T eventSunday, 17 November 2024

On April 10, the European Parliament narrowly approved (300 votes in favor, 270 against) the rules of the Migration and Asylum Pact.

Its main goal is to manage migration flows more efficiently and securely, and to bring order to a dysfunctional and conflict-ridden system. However, behind this facade of order and control lies a dehumanizing reality that violates the dignity and fundamental rights of migrants and refugees.

The Pact prioritizes border externalization, increases police presence at borders, and criminalizes irregular migration.

The Pact’s narrative is filled with dehumanizing terms like "migration flows," "migration burden," and "illegal," and speaks of "redistributing" migrants based on the employment needs of different countries. This dehumanization of language creates a hostile and xenophobic atmosphere among European receiving countries, fostering discrimination and racism against migrants. The Pact fails to address the structural causes of migration, such as poverty, war, violence, climate crisis, loss of livelihoods, or persecution, ignoring the desperation and circumstances that force people to leave their countries.
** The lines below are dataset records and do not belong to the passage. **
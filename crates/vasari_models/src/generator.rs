//! The generation seam shared by every backend.

use async_trait::async_trait;
use vasari_core::GenerationConfig;
use vasari_error::{GenerationError, GenerationErrorKind, VasariResult};

/// A backend that turns a rendered prompt into response text.
#[async_trait]
pub trait TextGenerator: Send + Sync {
    /// Generates a response for `prompt`.
    ///
    /// Implementations must reject prompts whose token count is not below
    /// `config.max_prompt_tokens()` with
    /// [`GenerationErrorKind::PromptTooLong`] before decoding anything.
    async fn generate(&self, prompt: &str, config: &GenerationConfig) -> VasariResult<String>;

    /// Short backend identifier for logs.
    fn provider_name(&self) -> &'static str;

    /// Model path or identifier served by this backend.
    fn model_name(&self) -> &str;
}

#[async_trait]
impl<T: TextGenerator + ?Sized> TextGenerator for Box<T> {
    async fn generate(&self, prompt: &str, config: &GenerationConfig) -> VasariResult<String> {
        (**self).generate(prompt, config).await
    }

    fn provider_name(&self) -> &'static str {
        (**self).provider_name()
    }

    fn model_name(&self) -> &str {
        (**self).model_name()
    }
}

/// Fails unless `tokens` is strictly below `max_prompt_tokens`.
///
/// # Examples
///
/// ```
/// use vasari_models::check_prompt_budget;
///
/// assert!(check_prompt_budget(1023, 1024).is_ok());
/// assert!(check_prompt_budget(1024, 1024).is_err());
/// ```
pub fn check_prompt_budget(tokens: usize, max_prompt_tokens: usize) -> Result<(), GenerationError> {
    if tokens < max_prompt_tokens {
        Ok(())
    } else {
        Err(GenerationError::new(GenerationErrorKind::PromptTooLong {
            tokens,
            max: max_prompt_tokens,
        }))
    }
}

/// Picks the response tokens out of a decoder's output sequence.
///
/// Encoder-decoder models emit only the response, so the whole sequence is
/// kept. Decoder-only models echo the prompt first; only the suffix after
/// `prompt_len` tokens is the response.
///
/// # Examples
///
/// ```
/// use vasari_models::select_generated_tokens;
///
/// let output = [1, 2, 3, 40, 41];
/// assert_eq!(select_generated_tokens(&output, 3, false), &[40, 41]);
/// assert_eq!(select_generated_tokens(&output, 3, true), &output);
/// ```
pub fn select_generated_tokens(output: &[u32], prompt_len: usize, is_encoder_decoder: bool) -> &[u32] {
    if is_encoder_decoder {
        output
    } else {
        output.get(prompt_len..).unwrap_or(&[])
    }
}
It does not offer lasting solutions nor guarantees the protection of migrants’ dignity and human rights. This Pact represents a step backward in the protection of people and in the construction of a just and inclusive Europe.

A new approach to migration is necessary, one based on solidarity and shared responsibility, which implies welcoming, protecting, promoting, integrating, providing legal and medical assistance, prohibiting arbitrary detentions and degrading treatment, and respecting the principle of non-expulsion to their countries of origin.

The freedom of every individual to choose whether to migrate or not is an inalienable right tied to human dignity.

If circumstances push people to migrate in search of more humane living conditions, it is the duty of states to create legal and safe routes to combat human trafficking and illegal smuggling.